Instructions for the task :: Lines below containing the word "Mutex" should be copied out.

Data supplied ::
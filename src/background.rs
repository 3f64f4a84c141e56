//! Detached persistence work
//!
//! Writes that should not hold up the foreground (credential storage after a
//! prompt, session timestamps after a connect) run on the blocking pool. They
//! are tracked here so the process can wait for them before it exits.

use std::fmt::Display;
use std::sync::{Arc, Mutex};
use tokio::task::JoinSet;
use tracing::{debug, error};

#[derive(Clone, Default)]
pub struct Background {
    tasks: Arc<Mutex<JoinSet<()>>>,
}

impl Background {
    pub fn new() -> Self {
        Self::default()
    }

    /// Run `work` on the blocking pool. A failure is logged, never returned.
    ///
    /// Must be called from within a Tokio runtime.
    pub fn spawn_blocking<F, E>(&self, what: &'static str, work: F)
    where
        F: FnOnce() -> Result<(), E> + Send + 'static,
        E: Display + Send + 'static,
    {
        let mut tasks = match self.tasks.lock() {
            Ok(guard) => guard,
            Err(poisoned) => poisoned.into_inner(),
        };
        tasks.spawn_blocking(move || match work() {
            Ok(()) => debug!("{} finished", what),
            Err(e) => error!("{} failed: {}", what, e),
        });
    }

    /// Wait for every task spawned so far
    pub async fn drain(&self) {
        let mut pending = {
            let mut tasks = match self.tasks.lock() {
                Ok(guard) => guard,
                Err(poisoned) => poisoned.into_inner(),
            };
            std::mem::take(&mut *tasks)
        };
        while let Some(result) = pending.join_next().await {
            if let Err(e) = result {
                error!("Background task panicked: {}", e);
            }
        }
    }

    pub fn pending(&self) -> usize {
        match self.tasks.lock() {
            Ok(guard) => guard.len(),
            Err(poisoned) => poisoned.into_inner().len(),
        }
    }
}
//! Process table access and stale-process sweeps
//!
//! The vendor client leaves GUI and helper processes behind that hold the
//! agent lock. Sweeps find candidates by command-line substring and inspect
//! every candidate's full command line before signalling it, so protected
//! processes (the always-running agent daemon) are never touched.

pub mod system;

use thiserror::Error;
use tracing::{info, warn};

#[derive(Error, Debug)]
pub enum ProcessError {
    #[error("Process {0} not found")]
    NotFound(u32),
    #[error("Failed to signal process {pid}: {message}")]
    SignalError { pid: u32, message: String },
    #[error("Not all processes could be stopped:\n{}", .0.join("\n"))]
    Partial(Vec<String>),
    #[error("Unsupported platform")]
    UnsupportedPlatform,
}

/// Platform-agnostic view of the OS process table
pub trait ProcessTable: Send + Sync {
    /// PIDs whose command line contains `pattern`. No match is an empty list.
    fn find_pids(&self, pattern: &str) -> Result<Vec<u32>, ProcessError>;
    /// Full command line of `pid`
    fn command_line(&self, pid: u32) -> Result<String, ProcessError>;
    /// Graceful interrupt so the target can clean up
    fn signal_terminate(&self, pid: u32) -> Result<(), ProcessError>;
    /// Forceful kill, used for the GUI helper
    fn force_kill(&self, pid: u32) -> Result<(), ProcessError>;
}

/// Get the process table for the current platform
pub fn system_process_table() -> Result<Box<dyn ProcessTable>, ProcessError> {
    if !sysinfo::IS_SUPPORTED_SYSTEM {
        return Err(ProcessError::UnsupportedPlatform);
    }
    Ok(Box::new(system::SystemProcessTable::new()))
}

#[derive(Debug, Clone, Copy, PartialEq, Eq)]
pub enum SweepMode {
    Graceful,
    Force,
}

/// Outcome of a sweep over every process matching a pattern
#[derive(Debug, Default, Clone, PartialEq, Eq)]
pub struct SweepReport {
    pub signalled: Vec<u32>,
    pub skipped: Vec<u32>,
    pub failures: Vec<String>,
}

impl SweepReport {
    pub fn merge(&mut self, other: SweepReport) {
        self.signalled.extend(other.signalled);
        self.skipped.extend(other.skipped);
        self.failures.extend(other.failures);
    }

    /// Collapse per-PID failures into one error listing all of them.
    pub fn into_result(self) -> Result<SweepReport, ProcessError> {
        if self.failures.is_empty() {
            Ok(self)
        } else {
            Err(ProcessError::Partial(self.failures))
        }
    }
}

pub fn is_protected(command_line: &str, protected: &[String]) -> bool {
    protected
        .iter()
        .any(|name| !name.is_empty() && command_line.contains(name.as_str()))
}

/// Signal every process matching `pattern` except protected ones.
///
/// Lookup and signal failures are logged and collected; one inaccessible
/// process never stops the rest of the sweep. A candidate whose command line
/// cannot be read is skipped rather than signalled blind.
pub fn sweep(
    table: &dyn ProcessTable,
    pattern: &str,
    protected: &[String],
    mode: SweepMode,
) -> SweepReport {
    let mut report = SweepReport::default();

    let pids = match table.find_pids(pattern) {
        Ok(pids) => pids,
        Err(e) => {
            warn!("{}", e);
            report.failures.push(e.to_string());
            return report;
        }
    };

    let own_pid = std::process::id();
    for pid in pids {
        if pid == own_pid {
            continue;
        }

        let command_line = match table.command_line(pid) {
            Ok(line) => line,
            Err(e) => {
                warn!("Could not inspect process {}: {}", pid, e);
                report.skipped.push(pid);
                continue;
            }
        };

        if is_protected(&command_line, protected) {
            info!("Skipping protected process (PID {}): {}", pid, command_line);
            report.skipped.push(pid);
            continue;
        }

        let result = match mode {
            SweepMode::Graceful => table.signal_terminate(pid),
            SweepMode::Force => table.force_kill(pid),
        };
        match result {
            Ok(()) => {
                info!("Stopped '{}' (PID {})", pattern, pid);
                report.signalled.push(pid);
            }
            Err(e) => {
                warn!("{}", e);
                report.failures.push(e.to_string());
            }
        }
    }

    report
}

Your response ::
use std::sync::{Arc, Mutex};
    tasks: Arc<Mutex<JoinSet<()>>>,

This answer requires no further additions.